Ребята добрались до стены в конце сада мисс Пелхам – солнечной полянки, где они часто встречались и сидели, глядя на то, что происходит вокруг дома Филипа Астлея. Магги поставила кружку, и они уселись спиной к теплым кирпичам. Оттуда им открывался прекрасный вид на репетирующих циркачей.

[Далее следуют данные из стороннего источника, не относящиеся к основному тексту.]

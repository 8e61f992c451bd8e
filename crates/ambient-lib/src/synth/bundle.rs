//! Per-bundle module model and the symbolic merge of referenced bundles.

use std::collections::{BTreeSet, HashMap};

use indexmap::IndexMap;

use ambient_core::utils::to_export_ident;
use ambient_core::{BundleDescriptor, Catalog, Classification};

use crate::analyze::{GlobalVariable, ReferenceSet};
use crate::{Error, Result};

/// Identifier → classification, in insertion order.
pub type BundleTable = IndexMap<String, Classification>;

/// Everything needed to emit one bundle's generated module.
///
/// Referenced bundles stay symbolic: the emitted module spreads their exports
/// ahead of its own entries, so no processing order between bundles is needed.
#[derive(Debug, Clone, PartialEq, Eq)]
pub struct BundleModule {
    descriptor: BundleDescriptor,
    export_name: String,
    references: ReferenceSet,
    entries: BundleTable,
    used_tags: BTreeSet<Classification>,
}

impl BundleModule {
    /// Builds the module of `descriptor` from its references and classified globals.
    ///
    /// Every reference must name a catalog bundle.
    pub fn synthesize(
        descriptor: &BundleDescriptor,
        references: ReferenceSet,
        globals: impl IntoIterator<Item = GlobalVariable>,
        catalog: &Catalog,
    ) -> Result<Self> {
        if let Some(unknown) = references.iter().find(|r| !catalog.contains(r)) {
            return Err(Error::UnknownReference {
                bundle: descriptor.name().to_owned(),
                reference: unknown.to_owned(),
            });
        }

        let mut entries = BundleTable::new();
        for global in globals {
            entries.insert(global.name, global.classification);
        }
        let used_tags = entries.values().copied().collect();

        tracing::debug!(
            bundle = descriptor.name(),
            references = references.len(),
            entries = entries.len(),
            "synthesized bundle module"
        );

        Ok(Self {
            descriptor: descriptor.clone(),
            export_name: to_export_ident(descriptor.name()),
            references,
            entries,
            used_tags,
        })
    }

    pub fn descriptor(&self) -> &BundleDescriptor {
        &self.descriptor
    }

    pub fn name(&self) -> &str {
        self.descriptor.name()
    }

    /// Identifier the generated module exports its table under.
    pub fn export_name(&self) -> &str {
        &self.export_name
    }

    pub fn references(&self) -> &ReferenceSet {
        &self.references
    }

    /// The bundle's own entries, without referenced bundles.
    pub fn entries(&self) -> &BundleTable {
        &self.entries
    }

    /// Distinct classifications among the own entries, sorted by tag name.
    pub fn used_tags(&self) -> &BTreeSet<Classification> {
        &self.used_tags
    }
}

/// Every synthesized bundle module, keyed by bundle name.
#[derive(Debug, Clone, Default)]
pub struct CatalogTable {
    modules: IndexMap<String, BundleModule>,
}

impl CatalogTable {
    pub fn new() -> Self {
        Self::default()
    }

    /// Returns `false` if a module for the same bundle was replaced.
    pub fn insert(&mut self, module: BundleModule) -> bool {
        self.modules
            .insert(module.name().to_owned(), module)
            .is_none()
    }

    pub fn get(&self, name: &str) -> Option<&BundleModule> {
        self.modules.get(name)
    }

    pub fn contains(&self, name: &str) -> bool {
        self.modules.contains_key(name)
    }

    pub fn len(&self) -> usize {
        self.modules.len()
    }

    pub fn is_empty(&self) -> bool {
        self.modules.is_empty()
    }

    pub fn iter(&self) -> impl Iterator<Item = &BundleModule> {
        self.modules.values()
    }

    /// The table a bundle's generated module evaluates to.
    ///
    /// Referenced tables are merged in reference order, then the bundle's own
    /// entries. A later write replaces the value of an existing key, which keeps
    /// its first position.
    pub fn resolve(&self, name: &str) -> Result<BundleTable> {
        let mut stack = Vec::new();
        let mut memo = HashMap::new();
        self.resolve_into(name, &mut stack, &mut memo)
    }

    fn resolve_into(
        &self,
        name: &str,
        stack: &mut Vec<String>,
        memo: &mut HashMap<String, BundleTable>,
    ) -> Result<BundleTable> {
        if let Some(table) = memo.get(name) {
            return Ok(table.clone());
        }
        if let Some(start) = stack.iter().position(|n| n == name) {
            let mut chain = stack[start..].to_vec();
            chain.push(name.to_owned());
            return Err(Error::CyclicReference { chain });
        }
        let module = self
            .get(name)
            .ok_or_else(|| Error::UnknownBundle(name.to_owned()))?;

        stack.push(name.to_owned());
        let mut table = BundleTable::new();
        for reference in module.references().iter() {
            let referenced = self.resolve_into(reference, stack, memo)?;
            table.extend(referenced);
        }
        stack.pop();

        table.extend(module.entries().iter().map(|(k, v)| (k.clone(), *v)));
        memo.insert(name.to_owned(), table.clone());
        Ok(table)
    }
}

Иногда, если погода выдавалась хорошая, артисты Филипа Астлея репетировали во дворе перед Геркулес-холлом. Таким образом они не только освобождали амфитеатр, чтобы там можно было навести порядок, но и освежали в памяти старые номера, репетируя их на новом месте. А соседи получали неожиданное вознаграждение за то, что вынуждены были мириться с присутствием цирка. О дне репетиций никогда не сообщалось заранее. Но как только жонглеры выходили в поле и начинали подбрасывать горящие факелы, или лошадь с обезьянкой на спине посылалась галопом по двору, или, как сегодня, на натянутый между двумя шестами канат вставала мисс Лаура Девайн, слух об этом распространялся в мгновение ока и поле быстро наполнялось зрителями.

Когда Магги и Джем устроились на своем месте, акробаты начали выполнять кувырки через голову и строить пирамиду из тел, сначала встав на колени, а потом поднявшись друг другу на плечи. В то же время в поле вывели лошадей и несколько наездников – но не Джон Астлей – начали репетировать сложный маневр, перепрыгивая с одного седла на другое. Джем смотрел на эти номера в естественных условиях с бо́льшим удовольствием, чем в амфитеатре, потому что исполнители не старались изо всех сил, они останавливались и начинали все сначала, чтобы отточить свои действия, разрушая иллюзию, которую ему так трудно было принять во время представления. А еще они совершали ошибки, которые казались ему такими привлекательными.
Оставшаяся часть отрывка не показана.